Different researchers have postulated that without the aid of modern computer graphics, early investigators were limited to what they could depict in manual drawings, so lacked the means to visualize the beauty and appreciate some of the implications of many of the patterns they had discovered (the Julia set, for instance, could only be visualized through a few iterations as very simple drawings).[1]:179[33][9] That changed, however, in the 1960s, when Benoit Mandelbrot started writing about self-similarity in papers such as How Long Is the Coast of Britain? Statistical Self-Similarity and Fractional Dimension,[37][38] which built on earlier work by Lewis Fry Richardson.

In 1975,[31] Mandelbrot solidified hundreds of years of thought and mathematical development in coining the word "fractal" and illustrated his mathematical definition with striking computer-constructed visualizations. These images, such as of his canonical Mandelbrot set, captured the popular imagination; many of them were based on recursion, leading to the popular meaning of the term "fractal".[39][33][8][35]

In 1980, Loren Carpenter gave a presentation at the SIGGRAPH where he introduced his software for generating and rendering fractally generated landscapes.[40]

Definition and characteristics

One often cited description that Mandelbrot published to describe geometric fractals is "a rough or fragmented geometric shape that can be split into parts, each of which is (at least approximately) a reduced-size copy of the whole";[1] this is generally helpful but limited. Authors disagree on the exact definition of fractal, but most usually elaborate on the basic ideas of self-similarity and the unusual relationship fractals have with the space they are embedded in.[1][5][2][4][41]

One point agreed on is that fractal patterns are characterized by fractal dimensions, but whereas these numbers quantify complexity (i.e., changing detail with changing scale), they neither uniquely describe nor specify details of how to construct particular fractal patterns.[42] In 1975 when Mandelbrot coined the word "fractal", he did so to denote an object whose Hausdorff–Besicovitch dimension is greater than its topological dimension.[31] However, this requirement is not met by space-filling curves such as the Hilbert curve.[notes 2]

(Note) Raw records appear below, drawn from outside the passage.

/// Partial update. When `attendee_ids` is present the attendee set is replaced.
pub async fn update_meeting(
    pool: &PgPool,
    id: i64,
    input: &MeetingInput,
) -> Result<Option<Meeting>, sqlx::Error> {
    let mut tx = pool.begin().await?;

    let meeting = sqlx::query_as::<_, Meeting>(
        r#"
        UPDATE meetings SET
            title = COALESCE($2, title),
            description = COALESCE($3, description),
            meeting_type = COALESCE($4, meeting_type),
            status = COALESCE($5, status),
            priority = COALESCE($6, priority),
            start_time = COALESCE($7, start_time),
            end_time = COALESCE($8, end_time),
            timezone = COALESCE($9, timezone),
            all_day = COALESCE($10, all_day),
            location = COALESCE($11, location),
            location_type = COALESCE($12, location_type),
            meeting_url = COALESCE($13, meeting_url),
            category_id = CASE WHEN $27 THEN $14 ELSE category_id END,
            case_id = CASE WHEN $28 THEN $15 ELSE case_id END,
            contact_id = CASE WHEN $29 THEN $16 ELSE contact_id END,
            company_id = CASE WHEN $30 THEN $17 ELSE company_id END,
            is_recurring = COALESCE($18, is_recurring),
            recurrence_rule = COALESCE($19, recurrence_rule),
            reminder_minutes = COALESCE($20, reminder_minutes),
            send_reminders = COALESCE($21, send_reminders),
            agenda = COALESCE($22, agenda),
            notes = COALESCE($23, notes),
            outcome = COALESCE($24, outcome),
            is_active = COALESCE($25, is_active),
            is_private = COALESCE($26, is_private),
            updated_at = NOW()
        WHERE id = $1
        RETURNING *
        "#,
    )
    .bind(id)
    .bind(&input.title)
    .bind(&input.description)
    .bind(input.meeting_type.map(|t| t.as_str()))
    .bind(input.status.map(|s| s.as_str()))
    .bind(input.priority.map(|p| p.as_str()))
    .bind(input.start_time)
    .bind(input.end_time)
    .bind(&input.timezone)
    .bind(input.all_day)
    .bind(&input.location)
    .bind(input.location_type.map(|l| l.as_str()))
    .bind(&input.meeting_url)
    .bind(input.category_id.flatten())
    .bind(input.case_id.flatten())
    .bind(input.contact_id.flatten())
    .bind(input.company_id.flatten())
    .bind(input.is_recurring)
    .bind(&input.recurrence_rule)
    .bind(input.reminder_minutes)
    .bind(input.send_reminders)
    .bind(&input.agenda)
    .bind(&input.notes)
    .bind(&input.outcome)
    .bind(input.is_active)
    .bind(input.is_private)
    .bind(input.category_id.is_some())
    .bind(input.case_id.is_some())
    .bind(input.contact_id.is_some())
    .bind(input.company_id.is_some())
    .fetch_optional(&mut *tx)
    .await?;

    if let (Some(meeting), Some(attendee_ids)) = (&meeting, &input.attendee_ids) {
        sqlx::query(
            "DELETE FROM meeting_attendance WHERE meeting_id = $1 AND NOT (user_id = ANY($2))",
        )
        .bind(meeting.id)
        .bind(attendee_ids)
        .execute(&mut *tx)
        .await?;
        invite_attendees(&mut tx, meeting.id, attendee_ids).await?;
    }

    if let Some(meeting) = &meeting {
        if input.touches_reminders() {
            reschedule_reminders(&mut tx, meeting).await?;
        }
    }

    tx.commit().await?;
    Ok(meeting)
}

/// Replace pending reminders after the schedule or the attendee set changed.
/// Reminders already sent are kept as history.
async fn reschedule_reminders(
    tx: &mut Transaction<'_, Postgres>,
    meeting: &Meeting,
) -> Result<(), sqlx::Error> {
    sqlx::query("DELETE FROM meeting_reminders WHERE meeting_id = $1 AND NOT is_sent")
        .bind(meeting.id)
        .execute(&mut **tx)
        .await?;
    if meeting.send_reminders {
        schedule_reminders(tx, meeting).await?;
    }
    Ok(())
}

pub async fn get_meeting(pool: &PgPool, id: i64) -> Result<Option<Meeting>, sqlx::Error> {
    sqlx::query_as::<_, Meeting>("SELECT * FROM meetings WHERE id = $1")
        .bind(id)
        .fetch_optional(pool)
        .await
}

pub async fn get_visible_meeting(
    pool: &PgPool,
    id: i64,
    scope: MeetingScope,
) -> Result<Option<Meeting>, sqlx::Error> {
    let filter = MeetingFilter::default();
    let query = format!("SELECT m.* FROM meetings m WHERE {MEETING_FILTER_SQL} AND m.id = $15");
    bind_meeting_filter!(sqlx::query_as::<_, Meeting>(&query), filter, scope)
        .bind(id)
        .fetch_optional(pool)
        .await
}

Because of the trouble involved in finding one definition for fractals, some argue that fractals should not be strictly defined at all. According to Falconer, fractals should be only generally characterized by a gestalt of the following features;[2]

  • Self-similarity, which may include:
  • Exact self-similarity: identical at all scales, such as the Koch snowflake
  • Quasi self-similarity: approximates the same pattern at different scales; may contain small copies of the entire fractal in distorted and degenerate forms; e.g., the Mandelbrot set's satellites are approximations of the entire set, but not exact copies.
  • Statistical self-similarity: repeats a pattern stochastically so numerical or statistical measures are preserved across scales; e.g., randomly generated fractals like the well-known example of the coastline of Britain for which one would not expect to find a segment scaled and repeated as neatly as the repeated unit that defines fractals like the Koch snowflake.[4]
  • Qualitative self-similarity: as in a time series[13]
  • Multifractal scaling: characterized by more than one fractal dimension or scaling rule
  • Fine or detailed structure at arbitrarily small scales. A consequence of this structure is fractals may have emergent properties[43] (related to the next criterion in this list).
  • Irregularity locally and globally that cannot easily be described in the language of traditional Euclidean geometry other than as the limit of a recursively defined sequence of stages. For images of fractal patterns, this has been expressed by phrases such as "smoothly piling up surfaces" and "swirls upon swirls";[6]see Common techniques for generating fractals.

As a group, these criteria form guidelines for excluding certain cases, such as those that may be self-similar without having other typically fractal features. A straight line, for instance, is self-similar but not fractal because it lacks detail, and is easily described in Euclidean language without a need for recursion.[1][4]

Common techniques for generating fractals

Self-similar branching pattern modeled in silico using L-systems principles[21]

Images of fractals can be created by fractal generating programs. Because of the butterfly effect, a small change in a single variable can have an unpredictable outcome.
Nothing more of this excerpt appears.